Mr. Farkas initially brought this action against the United States after paying $101.29 of the alleged tax liability. Defendant counterclaimed for the full sum of the tax liability, in the amount of $1,492,978.20. Defendant also asserted an affirmative defense under 28 U.S.C. § 2514 (“section 2514”), which provides for the forfeiture of fraudulent claims. For the reasons explained below, this court finds that Mr. Farkas was a responsible person who willfully failed to pay his company’s payroll taxes. Further, this court finds that Mr. Farkas fraudulently prevented the IRS from collecting said taxes, and, therefore, his claim in this court is forfeited under section 2514.

I. Facts

The relevant periods during which Farkas allegedly failed to pay his company’s employment taxes are the fourth quarters of 1992 and 1994. In order to properly explain the ultimate decision rendered by the court, it is helpful to probe the events leading up to that critical time.

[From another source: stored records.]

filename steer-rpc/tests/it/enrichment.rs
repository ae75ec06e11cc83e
use std::{net::SocketAddr, time::Duration};

use futures::{SinkExt, StreamExt};
use tokio::net::TcpListener;
use tokio::sync::mpsc;
use tokio_util::codec::Framed;

use steer_rpc::{ClientOptions, EnrichmentClient, EnrichmentService, ServiceRegistry, SERVICE_NAME};
use steer_wire::enrichment::{
    AddUeHeaderEnrichment, Codec, DeactivateUeHeaderEnrichment, HeaderField, Kind, Message,
    Response,
};

/// A proxy controller stand-in. Answers every request with `response` and forwards the
/// received frames to the returned channel.
async fn spawn_proxy(response: Response) -> (SocketAddr, mpsc::UnboundedReceiver<Message>) {
    let listener = TcpListener::bind("127.0.0.1:0").await.unwrap();
    let addr = listener.local_addr().unwrap();
    let (tx, rx) = mpsc::unbounded_channel();

    tokio::spawn(async move {
        while let Ok((io, _)) = listener.accept().await {
            let mut conn = Framed::new(io, Codec::new());
            let Some(Ok(request)) = conn.next().await else { continue };

            let reply = Message::new(Kind::Response, request.id(), response.encode().unwrap());
            let _ = tx.send(request);
            conn.send(reply).await.unwrap();
        }
    });

    (addr, rx)
}

fn client_for(addr: SocketAddr) -> EnrichmentClient {
    let registry = ServiceRegistry::new();
    registry.register(SERVICE_NAME, addr);
    EnrichmentClient::new(registry)
}

fn urls() -> Vec<String> {
    vec!["abc.com".to_string(), "xyz.com".to_string()]
}

#[tokio::test]
async fn activate_sends_identity_headers() {
    let _ = tracing_subscriber::fmt::try_init();

    let (addr, mut requests) = spawn_proxy(Response::ok()).await;
    let client = client_for(addr);

    let ue = "1.1.1.1".parse().unwrap();
    assert!(client.activate(ue, &urls(), "IMSI01", Some("5551234")).await);

    let request = requests.recv().await.unwrap();
    assert_eq!(request.kind(), Kind::AddUeHeaderEnrichment);

    let request = AddUeHeaderEnrichment::decode(request.into_payload()).unwrap();
    assert_eq!(request.ue_ip, ue);
    assert_eq!(request.websites, urls());
    assert_eq!(
        request.headers,
        vec![HeaderField::new("imsi", "IMSI01"), HeaderField::new("msisdn", "5551234")]
    );
}

#[tokio::test]
async fn activate_reports_remote_errors() {
    let _ = tracing_subscriber::fmt::try_init();

    let (addr, _requests) = spawn_proxy(Response::error(13, "internal")).await;
    let client = client_for(addr);

    assert!(!client.activate("1.1.1.1".parse().unwrap(), &urls(), "IMSI01", None).await);
}

#[tokio::test]
async fn activate_without_registered_service_fails() {
    let _ = tracing_subscriber::fmt::try_init();

    let client = EnrichmentClient::new(ServiceRegistry::new());
    assert!(!client.activate("1.1.1.1".parse().unwrap(), &urls(), "IMSI01", None).await);
}

#[tokio::test]
async fn activate_times_out_on_silent_proxy() {
    let _ = tracing_subscriber::fmt::try_init();

    // Accepts connections but never answers.
    let listener = TcpListener::bind("127.0.0.1:0").await.unwrap();
    let addr = listener.local_addr().unwrap();
    tokio::spawn(async move {
        let mut held = Vec::new();
        while let Ok((io, _)) = listener.accept().await {
            held.push(io);
        }
    });

    let registry = ServiceRegistry::new();
    registry.register(SERVICE_NAME, addr);
    let client = EnrichmentClient::with_options(
        registry,
        ClientOptions::default().with_timeout(Duration::from_millis(100)),
    );

    let ue = "1.1.1.1".parse().unwrap();
    let res = tokio::time::timeout(
        Duration::from_secs(5),
        client.activate(ue, &urls(), "IMSI01", None),
    )
    .await
    .unwrap();
    assert!(!res);
}

#[tokio::test]
async fn deactivate_carries_only_the_address() {
    let _ = tracing_subscriber::fmt::try_init();

    let (addr, mut requests) = spawn_proxy(Response::ok()).await;
    let client = client_for(addr);

    let ue = "2001:db8::1".parse().unwrap();
    client.deactivate(ue, &urls()).await;

    let request = requests.recv().await.unwrap();
    assert_eq!(request.kind(), Kind::DeactivateUeHeaderEnrichment);
    assert_eq!(
        DeactivateUeHeaderEnrichment::decode(request.into_payload()).unwrap(),
        DeactivateUeHeaderEnrichment { ue_ip: ue }
    );
}

#[tokio::test]
async fn deactivate_survives_unreachable_proxy() {
    let _ = tracing_subscriber::fmt::try_init();

    // Bind and drop to get a port nobody listens on.
    let addr = TcpListener::bind("127.0.0.1:0").await.unwrap().local_addr().unwrap();
    let client = client_for(addr);

    client.deactivate("1.1.1.1".parse().unwrap(), &[]).await;
}
use std::net::IpAddr;

use rustc_hash::FxHashMap;
use steer_flow::RuleId;

/// Which of an address's rules an operation applies to.
#[derive(Debug, Clone, Copy, PartialEq, Eq, Hash)]
pub enum RuleScope {
    /// Every rule of the address.
    All,
    /// A single rule.
    Rule(RuleId),
}

impl From<RuleId> for RuleScope {
    fn from(id: RuleId) -> Self {
        Self::Rule(id)
    }
}

impl From<Option<RuleId>> for RuleScope {
    fn from(id: Option<RuleId>) -> Self {
        id.map_or(Self::All, Self::Rule)
    }
}

/// The URLs header enrichment is active for, per subscriber address and rule.
///
/// An address is present only while it has at least one rule, and every rule has at least one
/// URL.
#[derive(Debug, Default)]
pub struct RuleUrlStore {
    entries: FxHashMap<IpAddr, FxHashMap<RuleId, Vec<String>>>,
}

impl RuleUrlStore {
    pub fn new() -> Self {
        Self::default()
    }

    /// Records `urls` for `(address, rule_id)`.
    ///
    /// Returns `false` without touching the store if the pair already exists or `urls` is
    /// empty.
    pub fn add(&mut self, address: IpAddr, rule_id: RuleId, urls: Vec<String>) -> bool {
        if urls.is_empty() {
            tracing::warn!(%address, %rule_id, "refusing to store a rule without urls");
            return false;
        }

        let rules = self.entries.entry(address).or_default();
        if rules.contains_key(&rule_id) {
            tracing::warn!(%address, %rule_id, "rule already present");
            return false;
        }

        rules.insert(rule_id, urls);
        true
    }

    pub fn has_any(&self, address: IpAddr) -> bool {
        self.entries.contains_key(&address)
    }

    pub fn get(&self, address: IpAddr, rule_id: RuleId) -> Option<&[String]> {
        self.entries.get(&address)?.get(&rule_id).map(Vec::as_slice)
    }

    /// Drops the entries of `address` in `scope`. Missing entries are ignored.
    pub fn remove(&mut self, address: IpAddr, scope: RuleScope) {
        match scope {
            RuleScope::All => {
                self.entries.remove(&address);
            }
            RuleScope::Rule(rule_id) => {
                let Some(rules) = self.entries.get_mut(&address) else { return };
                rules.remove(&rule_id);
                if rules.is_empty() {
                    self.entries.remove(&address);
                }
            }
        }
    }

    pub fn clear(&mut self) {
        self.entries.clear();
    }

    /// Total number of `(address, rule)` entries.
    pub fn len(&self) -> usize {
        self.entries.values().map(FxHashMap::len).sum()
    }

    pub fn is_empty(&self) -> bool {
        self.entries.is_empty()
    }

    /// The rule ids stored for `address`, in ascending order.
    pub fn rules(&self, address: IpAddr) -> Vec<RuleId> {
        let mut ids: Vec<_> = self
            .entries
            .get(&address)
            .map(|rules| rules.keys().copied().collect())
            .unwrap_or_default();
        ids.sort_unstable();
        ids
    }
}
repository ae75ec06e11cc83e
//! An in-process flow table.
//!
//! [`MemoryFlowTable`] implements [`FlowBackend`] with the same add/delete semantics as a
//! switch: installing a rule with an identical predicate and priority replaces the old one,
//! match deletes are non-strict and cookie deletes honour the mask. It also classifies
//! [`PacketMeta`] so a rule set can be walked packet by packet.

use std::net::IpAddr;

use crate::{
    ip::Subnet, Action, Direction, EtherType, FlowBackend, FlowError, FlowMatch, FlowRule, PortNo,
    ProxyTag, TableId,
};

/// The header fields and metadata registers of a packet traversing the pipeline.
#[derive(Debug, Clone, PartialEq, Eq)]
pub struct PacketMeta {
    pub in_port: PortNo,
    pub ip_src: IpAddr,
    pub ip_dst: IpAddr,
    pub ip_proto: u8,
    pub tcp_src: u16,
    pub tcp_dst: u16,
    pub proxy_tag: ProxyTag,
    pub direction: Option<Direction>,
    pub passthrough: bool,
    pub tunnel_id: Option<u64>,
    pub subscriber_id: Option<String>,
}

impl PacketMeta {
    /// A fresh TCP packet with empty metadata registers.
    pub fn tcp(in_port: PortNo, src: (IpAddr, u16), dst: (IpAddr, u16)) -> Self {
        Self {
            in_port,
            ip_src: src.0,
            ip_dst: dst.0,
            ip_proto: crate::IPPROTO_TCP,
            tcp_src: src.1,
            tcp_dst: dst.1,
            proxy_tag: ProxyTag::Unset,
            direction: None,
            passthrough: false,
            tunnel_id: None,
            subscriber_id: None,
        }
    }

    /// Applies a rule's actions to the packet.
    pub fn apply(&mut self, actions: &[Action]) {
        for action in actions {
            match action {
                Action::SetDirection(direction) => self.direction = Some(*direction),
                Action::SetPassthrough => self.passthrough = true,
                Action::SetProxyTag(tag) => self.proxy_tag = *tag,
                Action::SetInPort(port) => self.in_port = *port,
                Action::SetTunnelId(id) => self.tunnel_id = Some(*id),
                Action::SetSubscriberId(id) => self.subscriber_id = Some(id.clone()),
            }
        }
    }
}

impl FlowMatch {
    /// Returns `true` if the packet satisfies every non-wildcard field.
    pub fn matches(&self, packet: &PacketMeta) -> bool {
        let addr = |subnet: &Option<Subnet>, ip: IpAddr| {
            subnet.map_or(true, |s| s.contains(&Subnet::host(ip)))
        };

        self.in_port.map_or(true, |p| p == packet.in_port)
            && self.eth_type.map_or(true, |e| e == EtherType::of(packet.ip_src))
            && addr(&self.ip_src, packet.ip_src)
            && addr(&self.ip_dst, packet.ip_dst)
            && self.ip_proto.map_or(true, |p| p == packet.ip_proto)
            && self.tcp_src.map_or(true, |p| p == packet.tcp_src)
            && self.tcp_dst.map_or(true, |p| p == packet.tcp_dst)
            && self.proxy_tag.map_or(true, |t| t == packet.proxy_tag)
    }
}

/// A flow table held in memory.
#[derive(Debug, Default)]
pub struct MemoryFlowTable {
    rules: Vec<FlowRule>,
    /// Maximum number of rules per table, if bounded.
    capacity: Option<usize>,
}

impl MemoryFlowTable {
    pub fn new() -> Self {
        Self::default()
    }

    /// Bounds every table to `capacity` rules. Installs beyond it fail with
    /// [`FlowError::TableFull`].
    pub fn with_capacity_limit(mut self, capacity: usize) -> Self {
        self.capacity = Some(capacity);
        self
    }

    pub fn rules(&self) -> &[FlowRule] {
        &self.rules
    }

    pub fn rules_in(&self, table: TableId) -> impl Iterator<Item = &FlowRule> {
        self.rules.iter().filter(move |r| r.table == table)
    }

    pub fn len(&self) -> usize {
        self.rules.len()
    }

    pub fn is_empty(&self) -> bool {
        self.rules.is_empty()
    }

    /// Returns the highest priority rule in `table` matching the packet.
    pub fn lookup(&self, table: TableId, packet: &PacketMeta) -> Option<&FlowRule> {
        self.rules_in(table)
            .filter(|r| r.matcher.matches(packet))
            .max_by_key(|r| r.priority)
    }

    fn count_in(&self, table: TableId) -> usize {
        self.rules_in(table).count()
    }
}

impl FlowBackend for MemoryFlowTable {
    fn install_rules(&mut self, rules: &[FlowRule]) -> Result<(), FlowError> {
        if let Some(capacity) = self.capacity {
            for rule in rules {
                let pending = rules.iter().filter(|r| r.table == rule.table).count();
                if self.count_in(rule.table) + pending > capacity {
                    return Err(FlowError::TableFull(rule.table));
                }
            }
        }

        for rule in rules {
            self.rules.retain(|r| {
                !(r.table == rule.table && r.priority == rule.priority && r.matcher == rule.matcher)
            });
            self.rules.push(rule.clone());
        }

        tracing::trace!(count = rules.len(), total = self.rules.len(), "installed rules");
        Ok(())
    }

    fn delete_rules_by_match(
        &mut self,
        table: TableId,
        matcher: &FlowMatch,
    ) -> Result<(), FlowError> {
        self.rules.retain(|r| !(r.table == table && matcher.covers(&r.matcher)));
        Ok(())
    }

    fn delete_rules_by_cookie(
        &mut self,
        table: TableId,
        cookie: u64,
        mask: u64,
    ) -> Result<(), FlowError> {
        self.rules.retain(|r| !(r.table == table && r.cookie & mask == cookie & mask));
        Ok(())
    }

    fn delete_all_rules_in_table(&mut self, table: TableId) -> Result<(), FlowError> {
        self.rules.retain(|r| r.table != table);
        Ok(())
    }
}
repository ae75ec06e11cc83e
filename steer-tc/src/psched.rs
//! Packet scheduler time base.
//!
//! HTB expects burst sizes as transmission times in scheduler ticks. The tick rate is read from
//! `/proc/net/psched` once per process.

use std::{
    io::{self, Read as _},
    sync::LazyLock,
};

pub const PSCHED_PATH: &str = "/proc/net/psched";

/// Standard Ethernet MTU in bytes.
pub const MTU_ETHERNET: u32 = 1_500;

/// Scheduler frequency assumed when sizing the default burst.
pub const KERNEL_HZ: u64 = 1_000;

const USEC_PER_SEC: f64 = 1_000_000.0;

/// Reads the number of scheduler ticks per microsecond.
///
/// The file holds `t2us us2t clock resolution` in hex; the first two give the ratio.
pub fn tc_core_init() -> io::Result<f64> {
    let mut contents = String::new();
    std::fs::File::open(PSCHED_PATH)?.read_to_string(&mut contents)?;
    parse_psched(&contents)
}

fn parse_psched(contents: &str) -> io::Result<f64> {
    let invalid = || io::Error::new(io::ErrorKind::InvalidData, "malformed psched");
    let mut fields = contents.split_whitespace().map(|f| u32::from_str_radix(f, 16));

    let t2us = fields.next().ok_or_else(invalid)?.map_err(|_| invalid())?;
    let us2t = fields.next().ok_or_else(invalid)?.map_err(|_| invalid())?;
    if us2t == 0 {
        return Err(invalid());
    }

    Ok(f64::from(t2us) / f64::from(us2t))
}

/// Ticks per microsecond. Falls back to 1 if the time base cannot be read.
pub static TICK_IN_USEC: LazyLock<f64> = LazyLock::new(|| match tc_core_init() {
    Ok(tick_in_usec) => {
        tracing::debug!(tick_in_usec, "read {PSCHED_PATH}");
        tick_in_usec
    }
    Err(e) => {
        tracing::warn!(?e, "failed to read {PSCHED_PATH}, assuming 1 tick per usec");
        1.0
    }
});

/// The burst HTB allows for a class by default: one timer interval at `rate` plus an MTU.
pub fn default_burst(rate_bytes: u64) -> u64 {
    rate_bytes / KERNEL_HZ + u64::from(MTU_ETHERNET)
}

/// The time, in ticks, it takes to send `size` bytes at `rate_bytes` per second.
pub fn xmit_ticks(rate_bytes: u64, size: u64) -> u32 {
    let rate = rate_bytes.max(1) as f64;
    let ticks = USEC_PER_SEC * size as f64 / rate * *TICK_IN_USEC;
    ticks.min(f64::from(u32::MAX)) as u32
}
use std::net::IpAddr;

use steer_flow::{
    ip::Subnet, Action, Direction, EtherType, FlowBackend, FlowError, FlowMatch, FlowRule, Priority,
    ProxyTag, RuleId, TableId, COOKIE_EXACT, IPPROTO_TCP, PIPELINE_START,
};
use steer_rpc::EnrichmentService;

use crate::{HeConfig, RuleScope, RuleUrlStore};

/// The server port of the traffic redirected through the proxy.
pub const HTTP_PORT: u16 = 80;

/// A request to enrich a subscriber's HTTP traffic towards a destination.
#[derive(Debug, Clone, PartialEq, Eq)]
pub struct SubscriberRule {
    /// Direction of the connections the rule applies to. Only [`Direction::Out`] is enriched.
    pub direction: Direction,
    pub ue_addr: IpAddr,
    /// The uplink tunnel id, as reported by the session layer.
    pub uplink_tunnel: String,
    /// The server address or prefix.
    pub ip_dst: Option<Subnet>,
    pub rule_id: RuleId,
    pub urls: Vec<String>,
    pub imsi: String,
    pub msisdn: Option<String>,
}

/// Steers subscribers' HTTP traffic through the enrichment proxy.
///
/// Adding a rule first reserves it in the store, then activates enrichment on the proxy and only
/// then yields the flow rules, so no packet is redirected to a proxy that does not know the
/// subscriber. Removal goes the other way round: flows first, then the proxy, then the store.
#[derive(Debug)]
pub struct HeaderEnrichmentController<E, B> {
    config: HeConfig,
    store: RuleUrlStore,
    enrichment: E,
    datapath: Option<B>,
}

impl<E, B> HeaderEnrichmentController<E, B>
where
    E: EnrichmentService,
    B: FlowBackend,
{
    pub fn new(config: HeConfig, enrichment: E) -> Self {
        tracing::info!(?config, "header enrichment controller configured");
        Self { config, store: RuleUrlStore::new(), enrichment, datapath: None }
    }

    pub fn config(&self) -> &HeConfig {
        &self.config
    }

    pub fn store(&self) -> &RuleUrlStore {
        &self.store
    }

    pub fn datapath(&self) -> Option<&B> {
        self.datapath.as_ref()
    }

    pub fn datapath_mut(&mut self) -> Option<&mut B> {
        self.datapath.as_mut()
    }

    /// Attaches the datapath and installs the table defaults: traffic from the proxy that no
    /// subscriber rule claims is dropped, everything else continues to the next table.
    pub fn initialize_on_connect(&mut self, datapath: B) -> Result<(), FlowError> {
        let datapath = self.datapath.insert(datapath);

        let from_proxy = FlowRule::new(
            self.config.table,
            FlowMatch::new().with_in_port(self.config.proxy_port),
            Priority::TABLE_MISS.raise(1),
        );
        let pass = FlowRule::new(self.config.table, FlowMatch::new(), Priority::TABLE_MISS)
            .with_resubmit(self.config.next_table);

        datapath.install_rules(&[from_proxy, pass])
    }

    /// Detaches the datapath. An attached datapath's table is wiped first if the controller is
    /// configured for a clean restart. Subscriber state is always dropped.
    pub fn cleanup_on_disconnect(&mut self) -> Option<B> {
        if self.config.clean_restart && self.datapath.is_some() {
            if let Err(e) = self.delete_all_flows() {
                tracing::error!(?e, table = self.config.table, "failed to clean up flows");
            }
        }

        self.store.clear();
        self.datapath.take()
    }

    /// Deletes every rule in the controller's table.
    pub fn delete_all_flows(&mut self) -> Result<(), FlowError> {
        let table = self.config.table;
        let datapath = self.datapath.as_mut().ok_or(FlowError::NotConnected)?;
        datapath.delete_all_rules_in_table(table)
    }

    /// Activates enrichment for `rule` and returns the flow rules that redirect the subscriber's
    /// HTTP traffic through the proxy. The rules are not installed.
    ///
    /// Returns an empty set when the request does not apply, the rule already exists or the
    /// proxy refused it.
    pub async fn add_subscriber_rule(&mut self, rule: SubscriberRule) -> Vec<FlowRule> {
        if !self.config.enabled || rule.direction != Direction::Out || rule.urls.is_empty() {
            return Vec::new();
        }

        let Some(ip_dst) = rule.ip_dst else {
            tracing::error!(
                ue = %rule.ue_addr,
                rule_id = %rule.rule_id,
                "missing destination, ignoring rule"
            );
            return Vec::new();
        };

        if ip_dst.is_ipv4() != rule.ue_addr.is_ipv4() {
            tracing::warn!(ue = %rule.ue_addr, %ip_dst, "address families differ, ignoring rule");
            return Vec::new();
        }

        let tunnel_id = parse_tunnel_id(&rule.uplink_tunnel).unwrap_or_else(|| {
            tracing::error!(tunnel = %rule.uplink_tunnel, "invalid uplink tunnel id, using 0");
            0
        });

        if !self.store.add(rule.ue_addr, rule.rule_id, rule.urls.clone()) {
            return Vec::new();
        }

        let activated = self
            .enrichment
            .activate(rule.ue_addr, &rule.urls, &rule.imsi, rule.msisdn.as_deref())
            .await;
        if !activated {
            self.store.remove(rule.ue_addr, RuleScope::Rule(rule.rule_id));
            return Vec::new();
        }

        tracing::debug!(
            ue = %rule.ue_addr,
            rule_id = %rule.rule_id,
            %ip_dst,
            "composing proxy flows"
        );
        compose(&self.config, &rule, ip_dst, tunnel_id)
    }

    /// Removes the flows and proxy state of the subscriber rules in `scope`.
    ///
    /// Nothing happens if the store holds no matching entry, so removing twice is harmless. Flow
    /// deletion failures are logged and do not stop the rest of the cleanup.
    pub async fn remove_subscriber_rule(&mut self, ue_addr: IpAddr, scope: RuleScope) {
        let urls = match scope {
            RuleScope::All => {
                if !self.store.has_any(ue_addr) {
                    return;
                }
                Vec::new()
            }
            RuleScope::Rule(rule_id) => match self.store.get(ue_addr, rule_id) {
                Some(urls) => urls.to_vec(),
                None => return,
            },
        };

        self.delete_subscriber_flows(ue_addr, scope);
        self.enrichment.deactivate(ue_addr, &urls).await;
        self.store.remove(ue_addr, scope);
    }

    fn delete_subscriber_flows(&mut self, ue_addr: IpAddr, scope: RuleScope) {
        let table = self.config.table;
        let Some(datapath) = self.datapath.as_mut() else {
            tracing::debug!(ue = %ue_addr, "no datapath attached, skipping flow removal");
            return;
        };

        let results = match scope {
            RuleScope::All => {
                let base = FlowMatch::new().with_eth_type(EtherType::of(ue_addr));
                vec![
                    datapath.delete_rules_by_match(table, &base.clone().with_ip_src(ue_addr)),
                    datapath.delete_rules_by_match(table, &base.with_ip_dst(ue_addr)),
                ]
            }
            RuleScope::Rule(rule_id) => {
                vec![datapath.delete_rules_by_cookie(table, rule_id.cookie(), COOKIE_EXACT)]
            }
        };

        for e in results.into_iter().filter_map(Result::err) {
            tracing::error!(?e, ue = %ue_addr, ?scope, "failed to delete subscriber flows");
        }
    }
}

/// Parses a tunnel id in decimal or `0x` prefixed hex.
fn parse_tunnel_id(s: &str) -> Option<u64> {
    let s = s.trim();
    match s.strip_prefix("0x").or_else(|| s.strip_prefix("0X")) {
        Some(hex) => u64::from_str_radix(hex, 16).ok(),
        None => s.parse().ok(),
    }
}

/// Builds the six legs of a proxied HTTP connection.
///
/// Per direction, one leg tags first-pass packets, one leg brings packets leaving the proxy back
/// to the start of the pipeline marked [`ProxyTag::Returning`], and one leg clears that mark when
/// they come around again, so each packet traverses the proxy exactly once.
fn compose(
    config: &HeConfig,
    rule: &SubscriberRule,
    server: Subnet,
    tunnel_id: u64,
) -> Vec<FlowRule> {
    let ue = rule.ue_addr;
    let cookie = rule.rule_id.cookie();
    let tcp = FlowMatch::new().with_eth_type(EtherType::of(ue)).with_ip_proto(IPPROTO_TCP);
    let downlink = tcp.clone().with_ip_src(server).with_ip_dst(ue).with_tcp_src(HTTP_PORT);
    let uplink = tcp.with_ip_src(ue).with_ip_dst(server).with_tcp_dst(HTTP_PORT);

    let leg = |matcher: FlowMatch, priority: Priority, actions: Vec<Action>, resubmit: TableId| {
        FlowRule::new(config.table, matcher, priority)
            .with_actions(actions)
            .with_resubmit(resubmit)
            .with_cookie(cookie)
    };

    vec![
        // Downlink entry.
        leg(
            downlink.clone().with_in_port(config.uplink_port).with_proxy_tag(ProxyTag::Unset),
            Priority::DEFAULT,
            vec![
                Action::SetDirection(Direction::In),
                Action::SetPassthrough,
                Action::SetProxyTag(ProxyTag::Returning),
            ],
            config.next_table,
        ),
        // Downlink leaving the proxy.
        leg(
            downlink.clone().with_in_port(config.proxy_port),
            Priority::DEFAULT,
            vec![
                Action::SetInPort(config.uplink_port),
                Action::SetProxyTag(ProxyTag::Returning),
            ],
            PIPELINE_START,
        ),
        // Downlink loop break.
        leg(
            downlink.with_in_port(config.uplink_port).with_proxy_tag(ProxyTag::Returning),
            Priority::DEFAULT,
            vec![Action::SetProxyTag(ProxyTag::Unset)],
            config.next_table,
        ),
        // Uplink leaving the proxy.
        leg(
            uplink.clone().with_in_port(config.proxy_port).with_proxy_tag(ProxyTag::Unset),
            Priority::MEDIUM,
            vec![
                Action::SetInPort(config.tunnel_port),
                Action::SetTunnelId(tunnel_id),
                Action::SetProxyTag(ProxyTag::Returning),
                Action::SetSubscriberId(rule.imsi.clone()),
            ],
            PIPELINE_START,
        ),
        // Uplink loop break.
        leg(
            uplink.clone().with_in_port(config.tunnel_port).with_proxy_tag(ProxyTag::Returning),
            Priority::MEDIUM,
            vec![Action::SetProxyTag(ProxyTag::Unset)],
            config.next_table,
        ),
        // Uplink entry.
        leg(
            uplink.with_proxy_tag(ProxyTag::Unset),
            Priority::MINIMUM,
            vec![
                Action::SetDirection(Direction::Out),
                Action::SetPassthrough,
                Action::SetProxyTag(ProxyTag::Returning),
            ],
            config.next_table,
        ),
    ]
}
//! Service container for dependency injection
//!
//! Wires up all services with their dependencies.

use std::sync::Arc;

use crate::application::services::TreeFileService;
use crate::config::Settings;
use crate::infrastructure::traits::{FileSystem, RealFileSystem};

/// Container holding all application services.
pub struct ServiceContainer {
    /// Application settings
    pub settings: Arc<Settings>,

    /// Filesystem abstraction
    pub fs: Arc<dyn FileSystem>,

    /// Loads tree definitions into views
    pub tree_files: TreeFileService,
}

impl ServiceContainer {
    /// Create a new service container with real implementations.
    pub fn new(settings: Settings) -> Self {
        Self::with_deps(settings, Arc::new(RealFileSystem))
    }

    /// Create a service container with custom dependencies (for testing).
    pub fn with_deps(settings: Settings, fs: Arc<dyn FileSystem>) -> Self {
        let settings = Arc::new(settings);
        let tree_files = TreeFileService::new(Arc::clone(&fs), settings.engine.clone());

        Self {
            settings,
            fs,
            tree_files,
        }
    }
}
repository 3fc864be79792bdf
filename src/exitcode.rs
//! Standard exit codes (BSD sysexits.h compatible)

/// Successful termination
pub const OK: i32 = 0;

/// Command line usage error
pub const USAGE: i32 = 64;

/// Data format error
pub const DATAERR: i32 = 65;

/// Cannot open input
pub const NOINPUT: i32 = 66;

/// Input/output error
pub const IOERR: i32 = 74;

/// Configuration error
pub const CONFIG: i32 = 78;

Mr. Farkas graduated from the University of Miami with a degree in business management and organization. Between 1968 and 1972, Farkas worked for R.J. Reynolds, and, thereafter, between 1972 and 1980, as a salesman for a pharmaceutical company called “Oregon Pharmaceuticals.” Tr. at 33-34. Farkas then purchased a franchise called “General Business Services,” which provided business consulting and bookkeeping services. Id.

Sometime between 1982 and 1984, Farkas fathered his first employee leasing company1 called “Payroll Alternative Corporation” (“PAC”). Tr. at 31. PAC, perhaps ironically, ran into exactly the same tax trouble that gives rise to the case at bar — alleged failure to proffer payroll taxes. Specifically, Farkas asserts that PAC actually paid its payroll taxes, but, through a bookkeeping error, the government credited the money to a different business. Tr. at 36-37. When Mr. Farkas journeyed to the local IRS office to discuss a demand made by the IRS to collect back taxes to the tune of $120,000, Farkas was asked, but could not produce the money. Id. Subsequently, after meeting this time in his office with an IRS agent, Farkas broke off the conversation when a renewed demand for payment was made. He then telephoned his lawyer in another room for privacy’s sake to relay this unhappy state of affairs. Id. When he returned, the agents allegedly had mystically vanished. Thus no agreement as to payment was ever reached. As of the date of trial, it is unclear whether Farkas ever paid PAC’s deficient payroll taxes.2

[137]*137In 1985, Farkas met with a Mr. John Oleniacz to discuss forming another employee leasing company to be called “Alternative Staffing Services” (“ASI”).3 Id. at 45. ASI was incorporated on December 7th, 1987, and it initially conducted business from Oleniacz’ office, where he was already operating an accounting business, a tax business and real estate business. Id. While the shares of ASI were divided evenly, the responsibilities of Oleniacz and Farkas differed. With his previous business experience in tax and accounting, Oleniacz headed up the accounting side of ASI, while Farkas was in charge of sales and marketing. Id. at 50. Both men earned an annual salary of $46,800. Joint Ex. 27.

Under this structure, the company began to grow, and by the end of 1987, Farkas had hired four people as sales representatives. This trend continued, and by 1988 the company had grown to include at least ten people. Id. at 54-55.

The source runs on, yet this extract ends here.